While my multiple jobs at Spacing keeps me almost entirely focused on public spaces outside, I do have a fascination with indoor spaces and how they are designed. In my eyes, a room's layout is no different than laying out a page of a magazine: I need to find the appropriate space for specific objects, whether it's photos and text or a couch and table. This would also explain my excitement for the upcoming Interior Design Show (which starts Thursday) down at the Direct Energy Centre on the CNE grounds.

So when I come across ideas that merge public spaces with interior design I get quite excited. This happened recently when I discovered a post from an excellent New York Times blogger Christoph Niemann.

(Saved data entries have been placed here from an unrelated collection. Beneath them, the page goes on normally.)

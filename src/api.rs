//! End-to-end flows: generate keys, sign a file into a container, verify a container.

use std::fs::File;
use std::io::{self, BufReader, BufWriter, Write};
use std::path::Path;

use serde::Serialize;

use crate::config::Config;
use crate::container::{self, EmbedReport, SignaturePair};
use crate::errors::SignError;
use crate::fsutil;
use crate::logger::AUDIT_TARGET;
use crate::signer::{Signer, Verification};

#[derive(Debug, Clone, Serialize)]
pub struct SignReport {
    pub input: String,
    pub output: String,
    #[serde(flatten)]
    pub embed: EmbedReport,
}

pub fn init_keys(signer: &dyn Signer, public_key: &Path, secret_key: &Path, overwrite: bool) -> Result<(), SignError> {
    log::info!("init: public_key={}, secret_key={}", public_key.display(), secret_key.display());
    signer.generate_keypair(public_key, secret_key, overwrite)
}

/// Sign `input` and write the signed container to `output`.
///
/// The container is assembled in a temporary file next to `output` and moved into place
/// only once complete, so a failure never leaves a partial output behind. `output` may be
/// the same path as `input`.
pub fn sign_file(
    signer: &dyn Signer,
    config: &Config,
    input: &Path,
    output: &Path,
    secret_key: &Path,
) -> Result<SignReport, SignError> {
    config.validate()?;
    let signature = sign_as_extracted(signer, input, secret_key, &config.trusted_comment)?;

    let mut tmp = fsutil::temp_sibling(output)?;
    let reader = BufReader::new(File::open(input)?);
    let embed = container::embed_stream(reader, BufWriter::new(tmp.as_file_mut()), &signature, &config.container_options())?;
    fsutil::persist(tmp, output)?;

    log::info!(target: AUDIT_TARGET, "signed input={} output={}", input.display(), output.display());
    Ok(SignReport { input: input.display().to_string(), output: output.display().to_string(), embed })
}

/// Sign the bytes extraction will rebuild: `input` itself, or a staged copy with the
/// header terminator embedding appends.
fn sign_as_extracted(
    signer: &dyn Signer,
    input: &Path,
    secret_key: &Path,
    trusted_comment: &str,
) -> Result<SignaturePair, SignError> {
    let Some(eol) = container::header_terminator(BufReader::new(File::open(input)?))? else {
        return signer.sign(input, secret_key, trusted_comment);
    };
    log::debug!("sign: header of {} is unterminated, signing it with {eol:?} appended", input.display());
    let mut staged = tempfile::Builder::new().prefix("csvsig-stage-").tempfile()?;
    io::copy(&mut File::open(input)?, staged.as_file_mut())?;
    staged.write_all(eol.as_bytes())?;
    staged.flush()?;
    signer.sign(staged.path(), secret_key, trusted_comment)
}

/// Extract the clean file and signature from `input` and check them with `signer`.
pub fn verify_file(signer: &dyn Signer, config: &Config, input: &Path, public_key: &Path) -> Result<Verification, SignError> {
    config.validate()?;
    let extraction = match container::extract(input, &config.container_options()) {
        Ok(x) => x,
        Err(e) => {
            log::warn!(target: AUDIT_TARGET, "verify input={} error={e}", input.display());
            return Err(e);
        }
    };

    let mut blob_file = tempfile::Builder::new().prefix("csvsig-").suffix(".minisig").tempfile()?;
    extraction.blob(&config.trusted_comment).write_to(&mut blob_file)?;
    blob_file.flush()?;

    let verdict = signer.verify(extraction.clean.path(), blob_file.path(), public_key)?;
    match &verdict {
        Verification::Valid => log::info!(target: AUDIT_TARGET, "verify input={} result=valid", input.display()),
        Verification::Invalid { reason } => {
            log::warn!(target: AUDIT_TARGET, "verify input={} result=invalid reason={reason}", input.display());
        }
    }
    Ok(verdict)
}

/// Write the clean file and the signature blob of `input` to the given paths, for use with
/// an external verifier.
pub fn extract_to(config: &Config, input: &Path, clean_out: &Path, sig_out: &Path) -> Result<SignaturePair, SignError> {
    config.validate()?;
    let extraction = container::extract(input, &config.container_options())?;
    let blob = extraction.blob(&config.trusted_comment);
    std::fs::write(sig_out, blob.to_bytes())?;
    extraction.persist_clean(clean_out)
}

He's an illustrator and author whose work has appeared in numerous hot-shot mags (New Yorker, Atlantic) and two children's books, but his NYT posts are a fun way of story-telling that illustrators rarely get to explore in print.

His young kids are obsessed with the New York subway system so when his family recently relocated to Berlin and was renovating their new place, he wanted to experiment with tile art in the kids' washroom. His boys were rewarded with a shower and tub decorated with the NYC subway map. Read the full post (scroll down to the bottom to see the kids' washroom).

While it might appear that he is just spoiling his kids Arthur and Gustav, you have to read his amazingly endearing post about how truly obsessed the kids are with the subway system: they cry when they can't get on the local line, they give better directions than their father, and this beauty of a story:

A chaperone on one of Arthur's school trips told me something he overheard when all the kids were neatly lined up in rows of two. The girl holding Arthur's hand asked him, “Have you heard of Peter Pan?” “No,” he replied, “have you heard of Metro North?”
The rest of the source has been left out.